Five novel zinc(II) and cadmium(II) β-oxodithioester complexes, [Zn(L1)2] (1), [Zn(L2)2]n (2), [Zn(L3)2]n (3) [Cd(L1)2]n (4), [Cd(L2)2]n (5), with β-oxodithioester ligands, where L1 = 3-(methylthio)-1-(thiophen-2-yl)-3-thioxoprop-1-en-1-olate, L2 = 3-(methylthio)-1-(pyridin-3-yl)-3-thioxoprop-1-en-1-olate, and L3 = 3-(methylthio)-1-(pyridin-4-yl)-3-thioxoprop-1-en-1-olate, were synthesized and characterized by elemental analysis, IR, UV-vis, and NMR spectroscopy (1H and 13C{1H}). The solid-state structures of all complexes were ascertained by single-crystal X-ray crystallography. The β-oxodithioester ligands are bonded to Zn(II)/Cd(II) metal ions in an O∧S and N chelating/chelating-bridging fashion leading to the formation of 1D (in 2-4) and 2D (in 5) coordination polymeric structures, but complex 1 was obtained as a discrete tetrahedral molecule. Complex 4 crystallizes in the C2 chiral space group and has been studied using circular dichroism (CD) spectroscopy. The multidimensional assemblies in these complexes are stabilized by many important noncovalent C-H···π (ZnOSC3, chelate), π···π, C-H···π, and H···H interactions. The catalytic activities of 1-5 in reactions involving C-C and C-O bond formation have been studied, and the results indicated that complex 3 can be efficiently utilized as a heterogeneous bifunctional catalyst for the Knoevenagel condensation and multicomponent reactions to develop biologically important organic molecules.

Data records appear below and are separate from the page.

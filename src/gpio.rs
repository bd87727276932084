use xous_names::XousNames;

const TRIGGER_SERVER_NAME: &str = "_Trigger lines_";
const BUTTON_SERVER_NAME: &str = "_Button bank_";

// Trigger server wire protocol: a hook is delivered as two scalars, the
// line/edge/opcode config followed by the listener sid. The server pairs
// them in arrival order.
const TRIGGER_HOOK_CONFIG: usize = 0;
const TRIGGER_HOOK_LISTENER: usize = 1;

// Button server wire protocol: blocking level query, arg1 = line index.
const BUTTON_SAMPLE_LEVEL: usize = 0;

#[derive(Clone, Copy, PartialEq, Debug)]
pub enum TriggerLine {
    Reset = 0,
    Pause = 1,
    Resume = 2,
}

/// Which voltage transition fires a trigger line. Reset and Pause are
/// rising-edge; Resume is wired falling-edge on its own circuit.
#[derive(Clone, Copy, PartialEq, Debug)]
pub enum TriggerEdge {
    Rising = 0,
    Falling = 1,
}

#[derive(Clone, Copy, PartialEq, Debug)]
pub enum ButtonLine {
    SecDown = 0,
    SecUp = 1,
    MinDown = 2,
    MinUp = 3,
    HourDown = 4,
    HourUp = 5,
    ModeToggle = 6,
}

/// Client for the trigger-GPIO server. The server owns pin direction and
/// the per-line debounce circuits; we only tell it where to post edges.
pub struct TriggerPort {
    conn: xous::CID,
}

impl TriggerPort {
    pub fn new(xns: &XousNames) -> Self {
        let conn = xns
            .request_connection_blocking(TRIGGER_SERVER_NAME)
            .expect("can't connect to trigger server");
        Self { conn }
    }

    /// Ask the trigger server to post `opcode` to `sid` on the line's
    /// qualifying edge.
    pub fn subscribe(&self, line: TriggerLine, edge: TriggerEdge, sid: xous::SID, opcode: u32) {
        xous::send_message(
            self.conn,
            xous::Message::new_scalar(
                TRIGGER_HOOK_CONFIG,
                line as usize,
                edge as usize,
                opcode as usize,
                0,
            ),
        )
        .expect("trigger server rejected hook config");
        let s = sid.to_array();
        xous::send_message(
            self.conn,
            xous::Message::new_scalar(
                TRIGGER_HOOK_LISTENER,
                s[0] as usize,
                s[1] as usize,
                s[2] as usize,
                s[3] as usize,
            ),
        )
        .expect("trigger server rejected hook listener");
    }
}

/// Client for the adjustment-button sampler. Levels come back raw; the
/// software debounce lives on our side.
pub struct ButtonPort {
    conn: xous::CID,
}

impl ButtonPort {
    pub fn new(xns: &XousNames) -> Self {
        let conn = xns
            .request_connection_blocking(BUTTON_SERVER_NAME)
            .expect("can't connect to button server");
        Self { conn }
    }

    /// Sample one line's current level. An unanswered query reads as
    /// released rather than wedging the scan.
    pub fn level(&self, line: ButtonLine) -> bool {
        match xous::send_message(
            self.conn,
            xous::Message::new_blocking_scalar(BUTTON_SAMPLE_LEVEL, line as usize, 0, 0, 0),
        ) {
            Ok(xous::Result::Scalar1(raw)) => raw != 0,
            _ => {
                log::error!("button sampler did not answer for {:?}", line);
                false
            }
        }
    }
}
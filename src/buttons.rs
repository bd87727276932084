use clock_core::{Adjust, ClockCore, PressLatch};
use xous_names::XousNames;

use crate::display::Panel;
use crate::gpio::{ButtonLine, ButtonPort};

/// Settle window between the two level samples of a press.
const SETTLE_MS: usize = 30;

// Scan order follows the panel wiring, seconds pair first.
const ADJUST_LINES: [(ButtonLine, Adjust); 6] = [
    (ButtonLine::SecDown, Adjust::SecDown),
    (ButtonLine::SecUp, Adjust::SecUp),
    (ButtonLine::MinDown, Adjust::MinDown),
    (ButtonLine::MinUp, Adjust::MinUp),
    (ButtonLine::HourDown, Adjust::HourDown),
    (ButtonLine::HourUp, Adjust::HourUp),
];

/// Polls the seven raw button lines while the counter is paused and turns
/// confirmed presses into single adjustments: observe an asserted level,
/// hold through the settle window, re-observe, then fire the per-button
/// one-shot latch. Holding a button yields exactly one unit until it is
/// released and pressed again.
pub struct AdjustScanner {
    port: ButtonPort,
    tt: ticktimer_server::Ticktimer,
    latches: [PressLatch; 6],
    mode_latch: PressLatch,
}

impl AdjustScanner {
    pub fn new(xns: &XousNames) -> Self {
        Self {
            port: ButtonPort::new(xns),
            tt: ticktimer_server::Ticktimer::new().unwrap(),
            latches: [PressLatch::new(); 6],
            mode_latch: PressLatch::new(),
        }
    }

    /// One polling pass over the mode-toggle and adjustment buttons.
    pub fn scan(&mut self, core: &mut ClockCore, panel: &Panel) {
        match self.settled(ButtonLine::ModeToggle) {
            Some(true) => {
                if self.mode_latch.press() && core.toggle_mode() {
                    log::info!("run mode now {:?}", core.mode());
                }
            }
            Some(false) => {}
            None => self.mode_latch.release(),
        }

        for (i, &(line, adj)) in ADJUST_LINES.iter().enumerate() {
            match self.settled(line) {
                Some(true) => {
                    if self.latches[i].press() {
                        core.apply_adjust(adj);
                        // One display refresh per applied press.
                        panel.publish_time(core.time());
                    }
                }
                Some(false) => {}
                None => self.latches[i].release(),
            }
        }
    }

    /// Two-sample debounce: `None` when the line is idle, `Some(held)`
    /// with the re-observed level after the settle wait otherwise. A
    /// `Some(false)` is a bounce and must not touch the latch.
    fn settled(&self, line: ButtonLine) -> Option<bool> {
        if !self.port.level(line) {
            return None;
        }
        self.tt.sleep_ms(SETTLE_MS).ok();
        Some(self.port.level(line))
    }
}
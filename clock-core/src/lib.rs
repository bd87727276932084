//! Pure time-keeping logic with no platform dependencies.
//! Testable on host, usable on Xous target.

#[derive(Clone, Copy, PartialEq, Debug)]
pub enum RunMode {
    CountUp,
    CountDown,
}

#[derive(Clone, Copy, PartialEq, Debug)]
pub enum PauseState {
    Running,
    Paused,
}

/// What a tick did to the counter. `ReachedZero` tells the caller to stop
/// feeding ticks; the counter stays frozen at zero until a reset.
#[derive(Clone, Copy, PartialEq, Debug)]
pub enum TickOutcome {
    Advanced,
    ReachedZero,
    Ignored,
}

/// One unit of operator adjustment, applied while paused.
#[derive(Clone, Copy, PartialEq, Debug)]
pub enum Adjust {
    SecDown,
    SecUp,
    MinDown,
    MinUp,
    HourDown,
    HourUp,
}

/// HH:MM:SS triple. Fields stay inside 0..24 / 0..60 / 0..60 after every
/// `ClockCore` operation.
#[derive(Clone, Copy, PartialEq, Debug)]
pub struct ClockTime {
    pub hours: u8,
    pub minutes: u8,
    pub seconds: u8,
}

impl ClockTime {
    pub const ZERO: ClockTime = ClockTime { hours: 0, minutes: 0, seconds: 0 };

    pub fn new(hours: u8, minutes: u8, seconds: u8) -> Self {
        Self { hours, minutes, seconds }
    }

    pub fn is_zero(&self) -> bool {
        self.hours == 0 && self.minutes == 0 && self.seconds == 0
    }
}

pub struct ClockCore {
    time: ClockTime,
    mode: RunMode,
    pause: PauseState,
    alarm: bool,
}

impl ClockCore {
    /// Boot state: 00:00:00, counting up, running, alarm off.
    pub fn new() -> Self {
        Self {
            time: ClockTime::ZERO,
            mode: RunMode::CountUp,
            pause: PauseState::Running,
            alarm: false,
        }
    }

    /// Counter preset; seeds a countdown without driving the adjustment
    /// buttons one press at a time.
    pub fn with_time(time: ClockTime, mode: RunMode) -> Self {
        Self {
            time,
            mode,
            pause: PauseState::Running,
            alarm: false,
        }
    }

    pub fn time(&self) -> ClockTime {
        self.time
    }

    pub fn mode(&self) -> RunMode {
        self.mode
    }

    pub fn pause_state(&self) -> PauseState {
        self.pause
    }

    pub fn is_paused(&self) -> bool {
        self.pause == PauseState::Paused
    }

    pub fn alarm(&self) -> bool {
        self.alarm
    }

    /// Advance the counter by one second in the current mode.
    ///
    /// Counting down from 00:00:00 arms the alarm instead of borrowing;
    /// the counter then freezes there until `reset`. A tick that arrives
    /// while paused is ignored (the tick source is stopped on pause, so
    /// only a message already in flight can land here).
    pub fn apply_tick(&mut self) -> TickOutcome {
        if self.pause == PauseState::Paused {
            return TickOutcome::Ignored;
        }
        match self.mode {
            RunMode::CountUp => {
                self.time.seconds += 1;
                if self.time.seconds == 60 {
                    self.time.seconds = 0;
                    self.time.minutes += 1;
                }
                if self.time.minutes == 60 {
                    self.time.minutes = 0;
                    self.time.hours += 1;
                }
                if self.time.hours == 24 {
                    // Day boundary wraps silently, no alarm.
                    self.time.hours = 0;
                }
                TickOutcome::Advanced
            }
            RunMode::CountDown => {
                if self.time.is_zero() {
                    self.alarm = true;
                    TickOutcome::ReachedZero
                } else {
                    if self.time.seconds > 0 {
                        self.time.seconds -= 1;
                    } else {
                        self.time.seconds = 59;
                        if self.time.minutes > 0 {
                            self.time.minutes -= 1;
                        } else {
                            self.time.minutes = 59;
                            // Hours never borrow below zero; 00:00:00 is
                            // the only fixed point in countdown.
                            if self.time.hours > 0 {
                                self.time.hours -= 1;
                            }
                        }
                    }
                    TickOutcome::Advanced
                }
            }
        }
    }

    /// Zero the counter and clear the alarm. Mode and pause state are
    /// untouched, as is the tick source.
    pub fn reset(&mut self) {
        self.time = ClockTime::ZERO;
        self.alarm = false;
    }

    pub fn pause(&mut self) {
        self.pause = PauseState::Paused;
    }

    pub fn resume(&mut self) {
        self.pause = PauseState::Running;
    }

    /// Flip between count-up and count-down. Only honored while paused;
    /// returns whether the mode changed.
    pub fn toggle_mode(&mut self) -> bool {
        if self.pause != PauseState::Paused {
            return false;
        }
        self.mode = match self.mode {
            RunMode::CountUp => RunMode::CountDown,
            RunMode::CountDown => RunMode::CountUp,
        };
        true
    }

    /// Apply one unit of operator adjustment.
    ///
    /// Increments cascade upward and wrap: sec+ past 59 carries into
    /// minutes, minutes into hours, hours 23 wraps to 0. Decrements floor
    /// at zero with no borrow. The asymmetry is the adjustment UI contract,
    /// not clock arithmetic.
    pub fn apply_adjust(&mut self, adj: Adjust) {
        match adj {
            Adjust::SecUp => self.bump_seconds(),
            Adjust::SecDown => {
                if self.time.seconds > 0 {
                    self.time.seconds -= 1;
                }
            }
            Adjust::MinUp => self.bump_minutes(),
            Adjust::MinDown => {
                if self.time.minutes > 0 {
                    self.time.minutes -= 1;
                }
            }
            Adjust::HourUp => self.bump_hours(),
            Adjust::HourDown => {
                if self.time.hours > 0 {
                    self.time.hours -= 1;
                }
            }
        }
    }

    fn bump_seconds(&mut self) {
        if self.time.seconds < 59 {
            self.time.seconds += 1;
        } else {
            self.time.seconds = 0;
            self.bump_minutes();
        }
    }

    fn bump_minutes(&mut self) {
        if self.time.minutes < 59 {
            self.time.minutes += 1;
        } else {
            self.time.minutes = 0;
            self.bump_hours();
        }
    }

    fn bump_hours(&mut self) {
        if self.time.hours < 23 {
            self.time.hours += 1;
        } else {
            self.time.hours = 0;
        }
    }
}

/// One-shot latch for a held button: `press()` fires exactly once per
/// physical press, `release()` re-arms it. A bounce that fails the settle
/// re-check must call neither, leaving the latch as it was.
#[derive(Clone, Copy)]
pub struct PressLatch {
    armed: bool,
}

impl PressLatch {
    pub const fn new() -> Self {
        Self { armed: true }
    }

    pub fn press(&mut self) -> bool {
        if self.armed {
            self.armed = false;
            true
        } else {
            false
        }
    }

    pub fn release(&mut self) {
        self.armed = true;
    }
}

/// Format a counter value as "HH:MM:SS"
pub fn format_hms(t: &ClockTime) -> String {
    format!("{:02}:{:02}:{:02}", t.hours, t.minutes, t.seconds)
}

#[cfg(test)]
mod tests {
    use super::*;

    fn assert_in_bounds(t: ClockTime) {
        assert!(t.hours < 24, "hours out of bounds: {:?}", t);
        assert!(t.minutes < 60, "minutes out of bounds: {:?}", t);
        assert!(t.seconds < 60, "seconds out of bounds: {:?}", t);
    }

    #[test]
    fn test_boot_state() {
        let core = ClockCore::new();
        assert_eq!(core.time(), ClockTime::ZERO);
        assert_eq!(core.mode(), RunMode::CountUp);
        assert_eq!(core.pause_state(), PauseState::Running);
        assert!(!core.alarm());
    }

    #[test]
    fn test_countup_basic() {
        let mut core = ClockCore::new();
        for _ in 0..5 {
            assert_eq!(core.apply_tick(), TickOutcome::Advanced);
        }
        assert_eq!(core.time(), ClockTime::new(0, 0, 5));
    }

    #[test]
    fn test_countup_125_ticks() {
        let mut core = ClockCore::new();
        for _ in 0..125 {
            core.apply_tick();
        }
        assert_eq!(core.time(), ClockTime::new(0, 2, 5));
    }

    #[test]
    fn test_countup_minute_and_hour_rollover() {
        let mut core = ClockCore::with_time(ClockTime::new(0, 0, 59), RunMode::CountUp);
        core.apply_tick();
        assert_eq!(core.time(), ClockTime::new(0, 1, 0));

        let mut core = ClockCore::with_time(ClockTime::new(0, 59, 59), RunMode::CountUp);
        core.apply_tick();
        assert_eq!(core.time(), ClockTime::new(1, 0, 0));
    }

    #[test]
    fn test_countup_day_wrap_is_silent() {
        let mut core = ClockCore::with_time(ClockTime::new(23, 59, 59), RunMode::CountUp);
        assert_eq!(core.apply_tick(), TickOutcome::Advanced);
        assert_eq!(core.time(), ClockTime::ZERO);
        assert!(!core.alarm());
    }

    #[test]
    fn test_countup_bounds_never_violated() {
        // A bit over a full day of ticks, checking the invariant each step.
        let mut core = ClockCore::new();
        for _ in 0..90_000 {
            core.apply_tick();
            assert_in_bounds(core.time());
        }
    }

    #[test]
    fn test_countdown_borrow_chain() {
        let mut core = ClockCore::with_time(ClockTime::new(1, 0, 0), RunMode::CountDown);
        core.apply_tick();
        assert_eq!(core.time(), ClockTime::new(0, 59, 59));

        let mut core = ClockCore::with_time(ClockTime::new(0, 1, 0), RunMode::CountDown);
        core.apply_tick();
        assert_eq!(core.time(), ClockTime::new(0, 0, 59));
    }

    #[test]
    fn test_countdown_zero_freezes_with_alarm() {
        let mut core = ClockCore::with_time(ClockTime::ZERO, RunMode::CountDown);
        assert_eq!(core.apply_tick(), TickOutcome::ReachedZero);
        assert!(core.alarm());

        // Further ticks leave the counter untouched and the alarm set.
        for _ in 0..10 {
            assert_eq!(core.apply_tick(), TickOutcome::ReachedZero);
            assert_eq!(core.time(), ClockTime::ZERO);
            assert!(core.alarm());
        }

        core.reset();
        assert_eq!(core.time(), ClockTime::ZERO);
        assert!(!core.alarm());
        assert_eq!(core.mode(), RunMode::CountDown);
    }

    #[test]
    fn test_countdown_end_to_end() {
        // Pause at boot, switch to countdown, dial in three seconds.
        let mut core = ClockCore::new();
        core.pause();
        assert!(core.toggle_mode());
        for _ in 0..3 {
            core.apply_adjust(Adjust::SecUp);
        }
        assert_eq!(core.time(), ClockTime::new(0, 0, 3));

        core.resume();
        for _ in 0..3 {
            assert_eq!(core.apply_tick(), TickOutcome::Advanced);
        }
        assert_eq!(core.time(), ClockTime::ZERO);

        // The tick landing on zero arms the alarm and freezes the counter.
        assert_eq!(core.apply_tick(), TickOutcome::ReachedZero);
        assert!(core.alarm());

        core.reset();
        assert_eq!(core.time(), ClockTime::ZERO);
        assert!(!core.alarm());
    }

    #[test]
    fn test_reset_idempotent() {
        let mut core = ClockCore::with_time(ClockTime::new(12, 34, 56), RunMode::CountDown);
        core.pause();
        core.reset();
        assert_eq!(core.time(), ClockTime::ZERO);
        assert!(!core.alarm());
        assert_eq!(core.mode(), RunMode::CountDown);
        assert_eq!(core.pause_state(), PauseState::Paused);

        core.reset();
        assert_eq!(core.time(), ClockTime::ZERO);
        assert!(!core.alarm());
    }

    #[test]
    fn test_tick_ignored_while_paused() {
        let mut core = ClockCore::with_time(ClockTime::new(0, 0, 10), RunMode::CountUp);
        core.pause();
        assert_eq!(core.apply_tick(), TickOutcome::Ignored);
        assert_eq!(core.time(), ClockTime::new(0, 0, 10));
    }

    #[test]
    fn test_toggle_mode_requires_pause() {
        let mut core = ClockCore::new();
        assert!(!core.toggle_mode());
        assert_eq!(core.mode(), RunMode::CountUp);

        core.pause();
        assert!(core.toggle_mode());
        assert_eq!(core.mode(), RunMode::CountDown);
        assert!(core.toggle_mode());
        assert_eq!(core.mode(), RunMode::CountUp);
    }

    #[test]
    fn test_adjust_seconds_floor_no_borrow() {
        let mut core = ClockCore::with_time(ClockTime::new(0, 0, 5), RunMode::CountDown);
        core.pause();
        for _ in 0..5 {
            core.apply_adjust(Adjust::SecDown);
        }
        assert_eq!(core.time(), ClockTime::ZERO);

        // Floored, not borrowed: further presses stay at zero.
        for _ in 0..3 {
            core.apply_adjust(Adjust::SecDown);
            assert_eq!(core.time(), ClockTime::ZERO);
        }
    }

    #[test]
    fn test_adjust_seconds_cascade_wraps() {
        let mut core = ClockCore::with_time(ClockTime::new(23, 59, 59), RunMode::CountUp);
        core.pause();
        core.apply_adjust(Adjust::SecUp);
        assert_eq!(core.time(), ClockTime::ZERO);

        let mut core = ClockCore::with_time(ClockTime::new(0, 59, 59), RunMode::CountUp);
        core.pause();
        core.apply_adjust(Adjust::SecUp);
        assert_eq!(core.time(), ClockTime::new(1, 0, 0));
    }

    #[test]
    fn test_adjust_minutes() {
        let mut core = ClockCore::with_time(ClockTime::new(0, 59, 30), RunMode::CountUp);
        core.pause();
        core.apply_adjust(Adjust::MinUp);
        assert_eq!(core.time(), ClockTime::new(1, 0, 30));

        // Down from zero minutes floors; no borrow out of hours.
        core.apply_adjust(Adjust::MinDown);
        assert_eq!(core.time(), ClockTime::new(1, 0, 30));
    }

    #[test]
    fn test_adjust_minutes_floor() {
        let mut core = ClockCore::with_time(ClockTime::new(2, 0, 15), RunMode::CountUp);
        core.pause();
        core.apply_adjust(Adjust::MinDown);
        // Floored at zero minutes; hours untouched.
        assert_eq!(core.time(), ClockTime::new(2, 0, 15));
    }

    #[test]
    fn test_adjust_hours() {
        let mut core = ClockCore::with_time(ClockTime::new(23, 0, 0), RunMode::CountUp);
        core.pause();
        core.apply_adjust(Adjust::HourUp);
        assert_eq!(core.time(), ClockTime::ZERO);

        core.apply_adjust(Adjust::HourDown);
        assert_eq!(core.time(), ClockTime::ZERO);
        core.apply_adjust(Adjust::HourUp);
        assert_eq!(core.time(), ClockTime::new(1, 0, 0));
    }

    #[test]
    fn test_adjust_leaves_alarm_and_mode_alone() {
        let mut core = ClockCore::with_time(ClockTime::ZERO, RunMode::CountDown);
        core.apply_tick();
        assert!(core.alarm());

        core.pause();
        core.apply_adjust(Adjust::SecUp);
        assert!(core.alarm());
        assert_eq!(core.mode(), RunMode::CountDown);
    }

    #[test]
    fn test_press_latch_one_shot() {
        let mut latch = PressLatch::new();
        assert!(latch.press());
        // Held across many scan cycles: fires only the once.
        for _ in 0..50 {
            assert!(!latch.press());
        }
        latch.release();
        assert!(latch.press());
        assert!(!latch.press());
    }

    #[test]
    fn test_format_hms() {
        assert_eq!(format_hms(&ClockTime::ZERO), "00:00:00");
        assert_eq!(format_hms(&ClockTime::new(0, 2, 5)), "00:02:05");
        assert_eq!(format_hms(&ClockTime::new(23, 59, 59)), "23:59:59");
    }
}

The luminescent properties of complexes were also studied. Interestingly, zinc complexes 1-3 showed strong lumniscent emission in the solid state, whereas cadmium complexes 4 and 5 exhibited bright luminescent emission in the solution phase. The semiconducting behavior of the complexes was studied by solid-state diffuse reflectance spectra (DRS), which showed optical band gaps in the range of 2.49-2.62 eV.